INSTRUCTIONS FOR THE TASK =
Please transcribe exactly, and only, the lines of the data below between the line holding "if let Some(filer)" and the line holding "use crate::filings::FilingId;", inclusive.

START RECORD EXCERPTS

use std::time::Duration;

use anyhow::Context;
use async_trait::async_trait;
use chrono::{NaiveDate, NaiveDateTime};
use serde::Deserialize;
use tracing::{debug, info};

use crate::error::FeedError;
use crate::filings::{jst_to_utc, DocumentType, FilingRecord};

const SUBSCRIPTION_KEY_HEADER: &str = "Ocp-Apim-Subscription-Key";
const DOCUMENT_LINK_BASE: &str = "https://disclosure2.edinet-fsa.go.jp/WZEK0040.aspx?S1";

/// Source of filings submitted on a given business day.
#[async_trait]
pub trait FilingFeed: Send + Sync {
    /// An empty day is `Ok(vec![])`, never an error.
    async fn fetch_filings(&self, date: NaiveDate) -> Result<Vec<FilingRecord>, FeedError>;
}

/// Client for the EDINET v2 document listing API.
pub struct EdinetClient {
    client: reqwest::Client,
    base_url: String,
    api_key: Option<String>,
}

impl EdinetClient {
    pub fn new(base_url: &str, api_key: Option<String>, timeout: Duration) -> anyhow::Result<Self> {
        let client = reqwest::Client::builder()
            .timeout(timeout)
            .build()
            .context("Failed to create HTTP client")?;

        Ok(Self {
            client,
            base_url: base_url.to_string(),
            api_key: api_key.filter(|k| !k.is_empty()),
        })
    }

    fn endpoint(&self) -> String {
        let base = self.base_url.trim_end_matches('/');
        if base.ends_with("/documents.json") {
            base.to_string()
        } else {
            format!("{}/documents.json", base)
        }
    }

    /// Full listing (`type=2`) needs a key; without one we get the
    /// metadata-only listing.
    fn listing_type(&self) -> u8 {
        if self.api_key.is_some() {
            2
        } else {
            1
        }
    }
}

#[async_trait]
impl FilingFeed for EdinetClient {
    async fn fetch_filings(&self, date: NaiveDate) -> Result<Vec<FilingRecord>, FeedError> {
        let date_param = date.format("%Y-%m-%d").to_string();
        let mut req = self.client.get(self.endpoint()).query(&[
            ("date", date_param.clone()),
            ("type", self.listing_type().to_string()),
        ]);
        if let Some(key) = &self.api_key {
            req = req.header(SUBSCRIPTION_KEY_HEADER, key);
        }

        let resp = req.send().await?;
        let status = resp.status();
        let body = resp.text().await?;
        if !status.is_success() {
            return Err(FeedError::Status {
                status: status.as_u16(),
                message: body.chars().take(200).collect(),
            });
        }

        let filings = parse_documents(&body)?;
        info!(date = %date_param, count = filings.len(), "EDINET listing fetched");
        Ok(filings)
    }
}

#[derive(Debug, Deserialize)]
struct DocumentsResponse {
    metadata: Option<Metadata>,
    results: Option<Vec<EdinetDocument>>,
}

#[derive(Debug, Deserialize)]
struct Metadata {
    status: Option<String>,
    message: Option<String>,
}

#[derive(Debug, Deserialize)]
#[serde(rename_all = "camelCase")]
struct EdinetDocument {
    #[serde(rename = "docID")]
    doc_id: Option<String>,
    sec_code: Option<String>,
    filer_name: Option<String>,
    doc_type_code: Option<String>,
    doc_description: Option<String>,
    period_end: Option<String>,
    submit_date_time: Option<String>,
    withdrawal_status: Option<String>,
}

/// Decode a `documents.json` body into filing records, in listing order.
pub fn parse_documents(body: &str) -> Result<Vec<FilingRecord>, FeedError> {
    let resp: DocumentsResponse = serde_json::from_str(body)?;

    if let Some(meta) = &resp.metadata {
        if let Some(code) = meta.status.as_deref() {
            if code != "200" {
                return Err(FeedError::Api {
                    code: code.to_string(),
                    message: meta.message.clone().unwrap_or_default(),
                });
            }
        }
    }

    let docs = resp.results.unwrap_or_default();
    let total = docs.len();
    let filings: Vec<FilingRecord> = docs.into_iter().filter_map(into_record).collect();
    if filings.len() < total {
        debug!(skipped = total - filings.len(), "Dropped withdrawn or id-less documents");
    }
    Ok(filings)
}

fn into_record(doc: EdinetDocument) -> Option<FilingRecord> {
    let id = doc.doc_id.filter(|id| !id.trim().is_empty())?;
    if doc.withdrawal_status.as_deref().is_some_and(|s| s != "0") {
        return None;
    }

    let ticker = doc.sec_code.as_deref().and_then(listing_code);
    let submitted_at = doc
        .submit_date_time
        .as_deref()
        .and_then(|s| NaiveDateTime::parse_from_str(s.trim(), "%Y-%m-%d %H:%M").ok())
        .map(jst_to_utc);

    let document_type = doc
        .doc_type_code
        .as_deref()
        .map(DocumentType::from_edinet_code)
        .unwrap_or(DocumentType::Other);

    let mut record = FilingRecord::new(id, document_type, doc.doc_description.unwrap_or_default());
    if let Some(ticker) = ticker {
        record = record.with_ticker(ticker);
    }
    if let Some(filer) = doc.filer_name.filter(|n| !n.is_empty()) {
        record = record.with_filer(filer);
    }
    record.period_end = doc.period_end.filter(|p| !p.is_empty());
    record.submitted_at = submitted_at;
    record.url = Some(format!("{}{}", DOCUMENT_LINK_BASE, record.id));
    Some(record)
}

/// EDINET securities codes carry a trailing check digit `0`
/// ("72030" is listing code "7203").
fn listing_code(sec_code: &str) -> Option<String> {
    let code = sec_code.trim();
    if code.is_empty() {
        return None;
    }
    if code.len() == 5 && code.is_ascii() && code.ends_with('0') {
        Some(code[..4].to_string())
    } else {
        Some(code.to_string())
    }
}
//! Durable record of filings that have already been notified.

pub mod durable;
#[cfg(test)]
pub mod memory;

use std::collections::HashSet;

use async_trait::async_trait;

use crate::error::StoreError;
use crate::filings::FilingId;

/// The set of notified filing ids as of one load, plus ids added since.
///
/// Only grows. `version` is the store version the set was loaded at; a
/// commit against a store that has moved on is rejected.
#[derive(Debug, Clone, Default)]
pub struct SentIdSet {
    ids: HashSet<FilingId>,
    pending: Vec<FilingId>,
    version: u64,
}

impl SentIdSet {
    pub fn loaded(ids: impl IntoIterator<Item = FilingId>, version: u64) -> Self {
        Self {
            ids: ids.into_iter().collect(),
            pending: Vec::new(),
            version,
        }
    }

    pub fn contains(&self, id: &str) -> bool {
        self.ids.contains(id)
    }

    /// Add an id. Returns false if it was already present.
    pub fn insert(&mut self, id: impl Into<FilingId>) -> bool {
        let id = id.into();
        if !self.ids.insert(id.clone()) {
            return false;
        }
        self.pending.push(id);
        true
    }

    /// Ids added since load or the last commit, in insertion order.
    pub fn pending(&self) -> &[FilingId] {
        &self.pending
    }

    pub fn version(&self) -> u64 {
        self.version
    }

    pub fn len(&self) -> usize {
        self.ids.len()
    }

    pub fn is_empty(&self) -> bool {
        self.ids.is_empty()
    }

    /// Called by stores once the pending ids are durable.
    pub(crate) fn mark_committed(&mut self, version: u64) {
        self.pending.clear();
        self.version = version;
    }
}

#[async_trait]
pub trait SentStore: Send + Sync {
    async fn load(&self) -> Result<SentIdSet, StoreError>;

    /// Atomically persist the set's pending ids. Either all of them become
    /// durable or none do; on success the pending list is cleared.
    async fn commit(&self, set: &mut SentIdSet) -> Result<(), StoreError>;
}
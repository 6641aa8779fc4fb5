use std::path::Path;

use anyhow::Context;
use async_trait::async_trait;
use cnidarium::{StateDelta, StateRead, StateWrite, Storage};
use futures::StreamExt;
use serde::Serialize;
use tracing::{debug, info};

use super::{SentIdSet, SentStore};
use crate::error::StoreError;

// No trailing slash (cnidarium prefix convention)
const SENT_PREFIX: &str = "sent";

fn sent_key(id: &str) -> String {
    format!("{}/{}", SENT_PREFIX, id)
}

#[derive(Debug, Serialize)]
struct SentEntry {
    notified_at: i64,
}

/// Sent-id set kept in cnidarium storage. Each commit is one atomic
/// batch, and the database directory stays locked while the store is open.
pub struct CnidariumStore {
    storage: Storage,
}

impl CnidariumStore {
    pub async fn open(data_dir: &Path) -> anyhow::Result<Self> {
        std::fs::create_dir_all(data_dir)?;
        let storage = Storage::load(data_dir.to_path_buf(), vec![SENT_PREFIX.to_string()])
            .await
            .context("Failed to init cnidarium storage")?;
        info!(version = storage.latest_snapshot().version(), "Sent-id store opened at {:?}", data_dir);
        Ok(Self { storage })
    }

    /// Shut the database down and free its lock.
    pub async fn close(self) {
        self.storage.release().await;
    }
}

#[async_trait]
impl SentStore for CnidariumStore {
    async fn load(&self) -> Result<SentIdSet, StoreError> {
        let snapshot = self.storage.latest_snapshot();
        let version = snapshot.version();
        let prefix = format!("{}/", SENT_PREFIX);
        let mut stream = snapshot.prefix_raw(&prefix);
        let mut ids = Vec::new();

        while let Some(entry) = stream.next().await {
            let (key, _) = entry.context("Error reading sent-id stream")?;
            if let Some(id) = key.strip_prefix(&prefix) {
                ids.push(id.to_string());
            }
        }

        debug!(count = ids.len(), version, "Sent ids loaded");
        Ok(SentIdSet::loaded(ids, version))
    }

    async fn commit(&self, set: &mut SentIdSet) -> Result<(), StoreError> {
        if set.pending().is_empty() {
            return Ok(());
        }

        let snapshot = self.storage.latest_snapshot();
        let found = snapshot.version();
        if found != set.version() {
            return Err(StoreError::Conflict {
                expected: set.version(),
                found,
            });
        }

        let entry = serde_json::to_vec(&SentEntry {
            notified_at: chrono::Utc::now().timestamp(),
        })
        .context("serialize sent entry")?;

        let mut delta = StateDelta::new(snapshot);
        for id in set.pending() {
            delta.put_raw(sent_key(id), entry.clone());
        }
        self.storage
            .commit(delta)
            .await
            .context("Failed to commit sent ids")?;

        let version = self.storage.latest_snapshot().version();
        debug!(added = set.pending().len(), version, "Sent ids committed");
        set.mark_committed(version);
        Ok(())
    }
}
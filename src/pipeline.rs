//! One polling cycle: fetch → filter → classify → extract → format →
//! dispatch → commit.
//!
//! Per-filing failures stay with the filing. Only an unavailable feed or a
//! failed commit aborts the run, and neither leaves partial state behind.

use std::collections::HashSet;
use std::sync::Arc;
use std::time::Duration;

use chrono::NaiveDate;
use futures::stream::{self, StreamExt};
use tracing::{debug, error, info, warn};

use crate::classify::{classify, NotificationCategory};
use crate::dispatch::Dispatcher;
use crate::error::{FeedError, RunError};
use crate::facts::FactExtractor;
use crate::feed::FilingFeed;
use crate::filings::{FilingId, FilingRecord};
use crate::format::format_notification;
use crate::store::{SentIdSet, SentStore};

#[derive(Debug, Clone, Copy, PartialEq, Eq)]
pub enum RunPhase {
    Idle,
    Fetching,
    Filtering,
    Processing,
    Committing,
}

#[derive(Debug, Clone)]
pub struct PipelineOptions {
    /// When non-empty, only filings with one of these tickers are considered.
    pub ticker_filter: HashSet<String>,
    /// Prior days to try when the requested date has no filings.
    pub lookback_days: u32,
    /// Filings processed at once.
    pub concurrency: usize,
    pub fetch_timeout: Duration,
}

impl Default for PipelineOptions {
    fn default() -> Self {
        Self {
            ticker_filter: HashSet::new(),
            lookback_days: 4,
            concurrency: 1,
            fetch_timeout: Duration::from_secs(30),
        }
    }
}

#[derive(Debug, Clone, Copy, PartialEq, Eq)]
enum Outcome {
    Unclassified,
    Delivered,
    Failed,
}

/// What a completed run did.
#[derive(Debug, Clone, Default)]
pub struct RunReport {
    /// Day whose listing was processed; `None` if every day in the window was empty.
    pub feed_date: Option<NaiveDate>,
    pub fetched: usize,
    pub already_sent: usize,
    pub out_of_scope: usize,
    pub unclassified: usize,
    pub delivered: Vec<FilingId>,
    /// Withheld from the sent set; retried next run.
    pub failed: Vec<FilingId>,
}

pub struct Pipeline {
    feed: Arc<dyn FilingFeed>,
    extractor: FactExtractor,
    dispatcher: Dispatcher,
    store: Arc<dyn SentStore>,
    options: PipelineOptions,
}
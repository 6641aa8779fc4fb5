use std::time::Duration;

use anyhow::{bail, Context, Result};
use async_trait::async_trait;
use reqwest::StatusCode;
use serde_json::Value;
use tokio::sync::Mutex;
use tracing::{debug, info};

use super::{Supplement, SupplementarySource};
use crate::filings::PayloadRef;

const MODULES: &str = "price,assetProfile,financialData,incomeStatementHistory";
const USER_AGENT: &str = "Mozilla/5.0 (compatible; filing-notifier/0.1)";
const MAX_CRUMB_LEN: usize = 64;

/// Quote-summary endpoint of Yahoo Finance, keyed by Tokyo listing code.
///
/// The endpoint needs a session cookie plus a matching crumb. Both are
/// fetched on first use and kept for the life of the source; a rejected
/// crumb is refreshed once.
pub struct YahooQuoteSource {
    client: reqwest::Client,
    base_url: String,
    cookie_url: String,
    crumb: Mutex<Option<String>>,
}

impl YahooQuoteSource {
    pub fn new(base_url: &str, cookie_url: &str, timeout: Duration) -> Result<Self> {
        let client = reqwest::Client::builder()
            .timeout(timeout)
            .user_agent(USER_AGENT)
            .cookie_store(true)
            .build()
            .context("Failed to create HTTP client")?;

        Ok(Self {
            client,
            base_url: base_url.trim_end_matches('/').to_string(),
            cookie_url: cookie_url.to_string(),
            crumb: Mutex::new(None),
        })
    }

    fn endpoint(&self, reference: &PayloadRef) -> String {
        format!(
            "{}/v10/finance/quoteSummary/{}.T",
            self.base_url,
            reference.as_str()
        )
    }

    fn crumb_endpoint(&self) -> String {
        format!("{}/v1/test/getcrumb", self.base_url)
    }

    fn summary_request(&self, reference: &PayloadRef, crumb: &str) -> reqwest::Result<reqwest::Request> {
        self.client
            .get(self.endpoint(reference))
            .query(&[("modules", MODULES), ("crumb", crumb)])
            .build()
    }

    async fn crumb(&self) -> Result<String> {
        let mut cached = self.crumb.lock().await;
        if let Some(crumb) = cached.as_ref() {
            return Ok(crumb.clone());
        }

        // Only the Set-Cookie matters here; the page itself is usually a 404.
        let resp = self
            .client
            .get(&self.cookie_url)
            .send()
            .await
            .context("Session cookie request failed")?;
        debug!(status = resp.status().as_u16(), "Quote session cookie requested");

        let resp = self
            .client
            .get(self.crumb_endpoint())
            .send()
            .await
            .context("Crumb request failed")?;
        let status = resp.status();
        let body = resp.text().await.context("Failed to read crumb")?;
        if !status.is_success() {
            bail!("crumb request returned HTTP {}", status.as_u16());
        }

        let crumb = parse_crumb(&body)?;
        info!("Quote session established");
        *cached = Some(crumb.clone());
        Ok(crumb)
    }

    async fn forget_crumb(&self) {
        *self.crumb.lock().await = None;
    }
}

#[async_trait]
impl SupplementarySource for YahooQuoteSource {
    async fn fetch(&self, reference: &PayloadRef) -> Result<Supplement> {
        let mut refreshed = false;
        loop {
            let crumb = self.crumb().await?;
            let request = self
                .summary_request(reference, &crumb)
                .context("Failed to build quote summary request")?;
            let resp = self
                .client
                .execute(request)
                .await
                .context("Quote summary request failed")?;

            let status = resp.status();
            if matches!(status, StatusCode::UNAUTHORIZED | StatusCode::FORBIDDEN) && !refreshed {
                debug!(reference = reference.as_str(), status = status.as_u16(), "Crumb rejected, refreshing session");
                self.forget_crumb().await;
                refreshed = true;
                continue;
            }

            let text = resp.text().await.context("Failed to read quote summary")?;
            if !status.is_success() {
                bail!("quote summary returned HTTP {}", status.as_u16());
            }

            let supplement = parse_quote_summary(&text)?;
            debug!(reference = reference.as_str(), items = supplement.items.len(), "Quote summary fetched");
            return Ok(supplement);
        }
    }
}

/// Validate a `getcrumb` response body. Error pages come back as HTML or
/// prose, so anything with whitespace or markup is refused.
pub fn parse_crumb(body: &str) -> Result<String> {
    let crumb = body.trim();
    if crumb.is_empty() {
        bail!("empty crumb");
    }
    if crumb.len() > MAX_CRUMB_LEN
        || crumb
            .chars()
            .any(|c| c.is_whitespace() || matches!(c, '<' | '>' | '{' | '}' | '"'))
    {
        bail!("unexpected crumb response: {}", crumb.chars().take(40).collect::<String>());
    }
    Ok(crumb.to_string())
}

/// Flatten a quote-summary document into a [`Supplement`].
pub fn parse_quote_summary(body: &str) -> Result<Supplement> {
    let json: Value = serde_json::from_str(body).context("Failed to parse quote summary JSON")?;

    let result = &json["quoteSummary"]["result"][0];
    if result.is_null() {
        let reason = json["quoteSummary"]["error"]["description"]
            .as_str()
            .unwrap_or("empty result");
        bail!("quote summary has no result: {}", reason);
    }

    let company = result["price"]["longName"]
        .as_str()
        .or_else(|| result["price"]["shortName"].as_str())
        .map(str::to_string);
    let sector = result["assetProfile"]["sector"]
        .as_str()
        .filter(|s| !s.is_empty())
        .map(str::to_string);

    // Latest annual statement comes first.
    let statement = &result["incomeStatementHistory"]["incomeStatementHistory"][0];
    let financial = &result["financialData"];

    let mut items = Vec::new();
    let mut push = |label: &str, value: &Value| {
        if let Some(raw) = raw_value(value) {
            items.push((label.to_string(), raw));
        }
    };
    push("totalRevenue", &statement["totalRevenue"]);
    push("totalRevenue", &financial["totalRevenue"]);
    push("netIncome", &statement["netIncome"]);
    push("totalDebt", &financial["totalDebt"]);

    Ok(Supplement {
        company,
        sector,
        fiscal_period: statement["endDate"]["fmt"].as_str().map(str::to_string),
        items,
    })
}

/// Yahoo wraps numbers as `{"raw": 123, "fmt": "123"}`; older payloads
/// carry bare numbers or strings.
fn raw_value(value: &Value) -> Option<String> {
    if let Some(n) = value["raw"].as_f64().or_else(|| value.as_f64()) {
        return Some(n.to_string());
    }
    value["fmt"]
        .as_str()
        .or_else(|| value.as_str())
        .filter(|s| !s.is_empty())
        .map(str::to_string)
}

END RECORD EXCERPTS

RESPONSE BELOW =
    if let Some(filer) = doc.filer_name.filter(|n| !n.is_empty()) {
        record = record.with_filer(filer);
    }
    record.period_end = doc.period_end.filter(|p| !p.is_empty());
    record.submitted_at = submitted_at;
    record.url = Some(format!("{}{}", DOCUMENT_LINK_BASE, record.id));
    Some(record)
}

/// EDINET securities codes carry a trailing check digit `0`
/// ("72030" is listing code "7203").
fn listing_code(sec_code: &str) -> Option<String> {
    let code = sec_code.trim();
    if code.is_empty() {
        return None;
    }
    if code.len() == 5 && code.is_ascii() && code.ends_with('0') {
        Some(code[..4].to_string())
    } else {
        Some(code.to_string())
    }
}
//! Durable record of filings that have already been notified.

pub mod durable;
#[cfg(test)]
pub mod memory;

use std::collections::HashSet;

use async_trait::async_trait;

use crate::error::StoreError;
use crate::filings::FilingId;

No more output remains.